TASK ITEM: Only these lines are needed: the first line of the entries below through the line with "object store failure", each returned exactly.

──────── PROVIDED RECORDS ────────

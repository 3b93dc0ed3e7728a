/**
 * Backend Error Types
 *
 * `BackendError` is the single error type returned by services and HTTP
 * handlers. Each variant maps to one `ErrorKind`, so the kind a client sees is
 * decided where the error is raised, not where it is rendered.
 *
 * Lower layers have their own errors (`StoreError`, `ObjectStoreError`,
 * `EngineError`, `SharedError`); the `From` impls below decide which kind
 * each of them surfaces as.
 */

use axum::http::StatusCode;
use thiserror::Error;

use crate::backend::collab::engine::EngineError;
use crate::backend::objects::ObjectStoreError;
use crate::backend::store::StoreError;
use crate::shared::{ErrorKind, SharedError};

/// Backend-specific error types
///
/// # Usage
///
/// ```rust
/// use collabspace::backend::error::BackendError;
///
/// let err = BackendError::validation("Password must be at least 6 characters");
/// assert_eq!(err.status_code().as_u16(), 400);
/// ```
#[derive(Debug, Clone, Error)]
pub enum BackendError {
    /// Bad input
    #[error("{message}")]
    Validation { message: String },

    /// Unauthenticated, bad token, or not a member of the group
    #[error("{message}")]
    NotAuthorized { message: String },

    /// Member without the required role
    #[error("{message}")]
    Forbidden { message: String },

    #[error("{message}")]
    NotFound { message: String },

    #[error("{message}")]
    Conflict { message: String },

    #[error("{message}")]
    TooLarge { message: String },

    #[error("{message}")]
    Timeout { message: String },

    /// Relational or object store failure
    #[error("Storage error: {message}")]
    Storage { message: String },

    #[error("Internal error: {message}")]
    Internal { message: String },
}

impl BackendError {
    pub fn validation(message: impl Into<String>) -> Self {
        Self::Validation { message: message.into() }
    }

    pub fn not_authorized(message: impl Into<String>) -> Self {
        Self::NotAuthorized { message: message.into() }
    }

    pub fn forbidden(message: impl Into<String>) -> Self {
        Self::Forbidden { message: message.into() }
    }

    pub fn not_found(message: impl Into<String>) -> Self {
        Self::NotFound { message: message.into() }
    }

    pub fn conflict(message: impl Into<String>) -> Self {
        Self::Conflict { message: message.into() }
    }

    pub fn too_large(message: impl Into<String>) -> Self {
        Self::TooLarge { message: message.into() }
    }

    pub fn timeout(message: impl Into<String>) -> Self {
        Self::Timeout { message: message.into() }
    }

    pub fn storage(message: impl Into<String>) -> Self {
        Self::Storage { message: message.into() }
    }

    pub fn internal(message: impl Into<String>) -> Self {
        Self::Internal { message: message.into() }
    }

    /// The machine-checkable kind of this error
    pub fn kind(&self) -> ErrorKind {
        match self {
            Self::Validation { .. } => ErrorKind::Validation,
            Self::NotAuthorized { .. } => ErrorKind::NotAuthorized,
            Self::Forbidden { .. } => ErrorKind::Forbidden,
            Self::NotFound { .. } => ErrorKind::NotFound,
            Self::Conflict { .. } => ErrorKind::Conflict,
            Self::TooLarge { .. } => ErrorKind::TooLarge,
            Self::Timeout { .. } => ErrorKind::Timeout,
            Self::Storage { .. } => ErrorKind::StorageError,
            Self::Internal { .. } => ErrorKind::Internal,
        }
    }

    /// Get the HTTP status code for this error
    pub fn status_code(&self) -> StatusCode {
        match self.kind() {
            ErrorKind::Validation => StatusCode::BAD_REQUEST,
            ErrorKind::NotAuthorized => StatusCode::UNAUTHORIZED,
            ErrorKind::Forbidden => StatusCode::FORBIDDEN,
            ErrorKind::NotFound => StatusCode::NOT_FOUND,
            ErrorKind::Conflict => StatusCode::CONFLICT,
            ErrorKind::TooLarge => StatusCode::PAYLOAD_TOO_LARGE,
            ErrorKind::Timeout => StatusCode::GATEWAY_TIMEOUT,
            ErrorKind::StorageError => StatusCode::SERVICE_UNAVAILABLE,
            ErrorKind::Internal => StatusCode::INTERNAL_SERVER_ERROR,
        }
    }

    /// Get the error message
    pub fn message(&self) -> String {
        self.to_string()
    }
}

impl From<SharedError> for BackendError {
    fn from(err: SharedError) -> Self {
        Self::validation(err.to_string())
    }
}

impl From<StoreError> for BackendError {
    fn from(err: StoreError) -> Self {
        match err {
            StoreError::NotFound => Self::not_found("not found"),
            StoreError::AlreadyExists(what) => Self::conflict(format!("{} already exists", what)),
            StoreError::Backend(message) => Self::storage(message),
        }
    }
}

impl From<ObjectStoreError> for BackendError {
    fn from(err: ObjectStoreError) -> Self {
        match err {
            ObjectStoreError::NotFound(key) => Self::not_found(format!("no object at '{}'", key)),
            ObjectStoreError::InvalidKey(key) => Self::validation(format!("invalid object key '{}'", key)),
            other => Self::storage(other.to_string()),
        }
    }
}

impl From<EngineError> for BackendError {
    fn from(err: EngineError) -> Self {
        match err {
            EngineError::OutOfBounds { .. } => Self::validation(err.to_string()),
            EngineError::Decode(_) => Self::validation(err.to_string()),
            EngineError::CorruptSnapshot(_) => Self::storage(err.to_string()),
        }
    }
}

impl From<serde_json::Error> for BackendError {
    fn from(err: serde_json::Error) -> Self {
        Self::validation(format!("invalid JSON: {}", err))
    }
}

────────

TASK RESPONSE:
repository 3b93dc0ed3e7728a
/**
 * Backend Error Types
 *
 * `BackendError` is the single error type returned by services and HTTP
 * handlers. Each variant maps to one `ErrorKind`, so the kind a client sees is
 * decided where the error is raised, not where it is rendered.
 *
 * Lower layers have their own errors (`StoreError`, `ObjectStoreError`,
 * `EngineError`, `SharedError`); the `From` impls below decide which kind
 * each of them surfaces as.
 */

use axum::http::StatusCode;
use thiserror::Error;

use crate::backend::collab::engine::EngineError;
use crate::backend::objects::ObjectStoreError;
use crate::backend::store::StoreError;
use crate::shared::{ErrorKind, SharedError};

/// Backend-specific error types
///
/// # Usage
///
/// ```rust
/// use collabspace::backend::error::BackendError;
///
/// let err = BackendError::validation("Password must be at least 6 characters");
/// assert_eq!(err.status_code().as_u16(), 400);
/// ```
#[derive(Debug, Clone, Error)]
pub enum BackendError {
    /// Bad input
    #[error("{message}")]
    Validation { message: String },

    /// Unauthenticated, bad token, or not a member of the group
    #[error("{message}")]
    NotAuthorized { message: String },

    /// Member without the required role
    #[error("{message}")]
    Forbidden { message: String },

    #[error("{message}")]
    NotFound { message: String },

    #[error("{message}")]
    Conflict { message: String },

    #[error("{message}")]
    TooLarge { message: String },

    #[error("{message}")]
    Timeout { message: String },

    /// Relational or object store failure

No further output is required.